▽

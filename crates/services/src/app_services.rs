use std::sync::Arc;

use storage::csv_source::CsvQuestionSource;
use storage::repository::{RunResultSink, Storage};

use crate::Clock;
use crate::access::AccessGate;
use crate::config::QuizConfig;
use crate::error::AppServicesError;
use crate::generator_service::GeneratorService;
use crate::question_form_service::QuestionFormService;
use crate::results_service::ResultsService;
use crate::sheet_sink::RemoteSheetSink;

/// Assembles app-facing services over the configured storage.
#[derive(Clone)]
pub struct AppServices {
    gate: Arc<AccessGate>,
    generator: Arc<GeneratorService>,
    results: Arc<ResultsService>,
    question_form: Arc<QuestionFormService>,
}

impl AppServices {
    /// Build services from `config`.
    ///
    /// Questions come from `qna_csv` when set, otherwise from the database.
    /// Runs go to the results sheet when configured, otherwise to the database;
    /// history always reads the database.
    ///
    /// # Errors
    ///
    /// Returns `AppServicesError` if storage initialization fails.
    pub async fn from_config(config: &QuizConfig, clock: Clock) -> Result<Self, AppServicesError> {
        let mut storage = Storage::sqlite(&config.db_url).await?;
        if let Some(path) = &config.qna_csv {
            tracing::info!(path = %path.display(), "reading questions from csv");
            storage = storage.with_questions(CsvQuestionSource::new(path));
        }
        if let Some(sheet) = &config.sheet {
            let sink: Arc<dyn RunResultSink> = Arc::new(RemoteSheetSink::new(sheet.clone()));
            storage.runs = sink;
        }
        Ok(Self::new(storage, AccessGate::from_config(config), config, clock))
    }

    /// Build services over an existing `Storage`, e.g. `Storage::in_memory()`.
    #[must_use]
    pub fn new(storage: Storage, gate: AccessGate, config: &QuizConfig, clock: Clock) -> Self {
        let generator = GeneratorService::new(clock, Arc::clone(&storage.question_source))
            .with_choices_per_question(config.choices_per_question);
        let results = ResultsService::new(
            clock,
            Arc::clone(&storage.runs),
            Arc::clone(&storage.run_history),
        );
        let question_form = QuestionFormService::new(Arc::clone(&storage.questions));

        Self {
            gate: Arc::new(gate),
            generator: Arc::new(generator),
            results: Arc::new(results),
            question_form: Arc::new(question_form),
        }
    }

    #[must_use]
    pub fn gate(&self) -> Arc<AccessGate> {
        Arc::clone(&self.gate)
    }

    #[must_use]
    pub fn generator(&self) -> Arc<GeneratorService> {
        Arc::clone(&self.generator)
    }

    #[must_use]
    pub fn results(&self) -> Arc<ResultsService> {
        Arc::clone(&self.results)
    }

    #[must_use]
    pub fn question_form(&self) -> Arc<QuestionFormService> {
        Arc::clone(&self.question_form)
    }
}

△

**INSTRUCTIONS TO FOLLOW:**
Return, exactly as written, the "pub fn generator(&self)" line and each line after it through the end of the listing above.

**EXERCISE RESPONSE:**
    pub fn generator(&self) -> Arc<GeneratorService> {
        Arc::clone(&self.generator)
    }

    #[must_use]
    pub fn results(&self) -> Arc<ResultsService> {
        Arc::clone(&self.results)
    }

    #[must_use]
    pub fn question_form(&self) -> Arc<QuestionFormService> {
        Arc::clone(&self.question_form)
    }
}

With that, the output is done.